2.2 Data types

To learn about a new programming language entails to first learn something about what kinds of objects (elements, first-order citizens) you will have to deal with. Let’s therefore briefly go through the data types that are most important for our later purposes. We will see how to deal with numeric information, Booleans, strings and so forth. In general, we can assess the type of an object stored in variable x with the function typeof(x). Let’s just try this for a bunch of things, just to give you an overview of some of R’s data types (not all of which are important to know about right from the start):

typeof(3)        # returns type "double"
typeof(TRUE)     # returns type "logical"
typeof(cars)     # returns "list" (includes data.frames, tibbles, objects, ...)
typeof("huhu")   # returns "character" (= string) 
typeof(mean)     # returns "closure" (= function)
typeof(c)        # returns "builtin" (= deep system internal stuff)
typeof(round)    # returns type "special" (= well, special stuff?)
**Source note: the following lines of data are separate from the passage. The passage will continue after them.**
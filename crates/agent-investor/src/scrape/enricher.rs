//! Portfolio-id enrichment from investor profile pages

use crate::error::{InvestorError, Result};
use crate::models::{InvestorCategory, InvestorDirectory};
use crate::scrape::PageFetcher;
use governor::clock::DefaultClock;
use governor::state::{InMemoryState, NotKeyed};
use governor::{Quota, RateLimiter};
use regex::Regex;
use std::num::NonZeroU32;
use std::sync::{Arc, LazyLock};
use tracing::{debug, info, warn};

type SharedRateLimiter = Arc<RateLimiter<NotKeyed, InMemoryState, DefaultClock>>;

/// Stored when a profile page has no portfolio id field
pub const NO_PID: &str = "No PID";

const ENTITY_DECODE_WIDTH: usize = 1024;

static INPUT_TAG: LazyLock<Regex> =
    LazyLock::new(|| Regex::new(r"(?is)<input\b[^>]*>").expect("valid regex"));
// Attribute names must follow whitespace so `data-id` or `data-value` never match
static PID_ID_ATTR: LazyLock<Regex> =
    LazyLock::new(|| Regex::new(r#"(?i)\sid\s*=\s*["']pid["']"#).expect("valid regex"));
static VALUE_ATTR: LazyLock<Regex> = LazyLock::new(|| {
    Regex::new(r#"(?i)\svalue\s*=\s*(?:"([^"]*)"|'([^']*)')"#).expect("valid regex")
});

/// Value of the `<input id="pid">` field, or [`NO_PID`]
pub fn extract_pid(html: &str) -> String {
    INPUT_TAG
        .find_iter(html)
        .map(|tag| tag.as_str())
        .find(|tag| PID_ID_ATTR.is_match(tag))
        .and_then(|tag| VALUE_ATTR.captures(tag))
        .and_then(|caps| caps.get(1).or_else(|| caps.get(2)))
        .map_or_else(|| NO_PID.to_string(), |value| decode_entities(value.as_str()))
}

/// Resolve character references (`&amp;`, `&#39;`) in an attribute value
fn decode_entities(raw: &str) -> String {
    if !raw.contains('&') {
        return raw.to_string();
    }
    match html2text::from_read(raw.as_bytes(), ENTITY_DECODE_WIDTH) {
        Ok(text) => text.trim_end_matches('\n').to_string(),
        Err(e) => {
            warn!(error = %e, value = raw, "Could not decode pid value, keeping it as-is");
            raw.to_string()
        }
    }
}

/// Fills in each investor's portfolio id by scraping their profile page
pub struct PortfolioIdEnricher {
    fetcher: Arc<dyn PageFetcher>,
    rate_limiter: SharedRateLimiter,
}

impl PortfolioIdEnricher {
    /// Create an enricher allowing `rate_per_minute` page fetches per minute
    pub fn new(fetcher: Arc<dyn PageFetcher>, rate_per_minute: u32) -> Self {
        let quota = Quota::per_minute(NonZeroU32::new(rate_per_minute).unwrap_or(NonZeroU32::MIN));
        Self {
            fetcher,
            rate_limiter: Arc::new(RateLimiter::direct(quota)),
        }
    }

    /// Enrich every investor in place
    ///
    /// Categories are visited individual, institutional, then FII, keeping
    /// list order. The first failed fetch aborts with
    /// [`InvestorError::Enrichment`].
    pub async fn enrich(&self, directory: &mut InvestorDirectory) -> Result<()> {
        let mut missing = 0usize;

        for category in InvestorCategory::ALL {
            for investor in directory.category_mut(category) {
                self.rate_limiter.until_ready().await;

                let html = self.fetcher.fetch(&investor.url).await.map_err(|e| {
                    InvestorError::Enrichment {
                        investor: investor.name.clone(),
                        reason: e.to_string(),
                    }
                })?;

                let pid = extract_pid(&html);
                if pid == NO_PID {
                    missing += 1;
                    warn!(investor = %investor.name, url = %investor.url, "Profile page has no portfolio id");
                }
                debug!(investor = %investor.name, %category, pid = %pid, "Enriched investor");
                investor.portfolio_identifier = Some(pid);
            }
        }

        info!(investors = directory.len(), missing, "Portfolio id enrichment finished");
        Ok(())
    }
}
//! Scraping pipeline: fetch pages, convert to markdown, extract, enrich

pub mod enricher;
pub mod extractor;
pub mod fetcher;
pub mod markdown;

pub use enricher::{NO_PID, PortfolioIdEnricher, extract_pid};
pub use extractor::StructuredExtractor;
pub use fetcher::{HttpPageFetcher, PageFetcher};
pub use markdown::html_to_markdown;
If you really wonder, you can sometimes learn more about an object, if you just print it out as a string:

# `lm` is actually a function ("linear model")
# the function `str` casts this function into a string
# the result is then printed to screen
str(lm)
## function (formula, data, subset, weights, na.action, method = "qr", model = TRUE, 
##     x = FALSE, y = FALSE, qr = TRUE, singular.ok = TRUE, contrasts = NULL, 
##     offset, ...)

It is sometimes possible to cast objects of one type into another type XXX using functions as.XXX in base R or as_XXX in the tidyverse.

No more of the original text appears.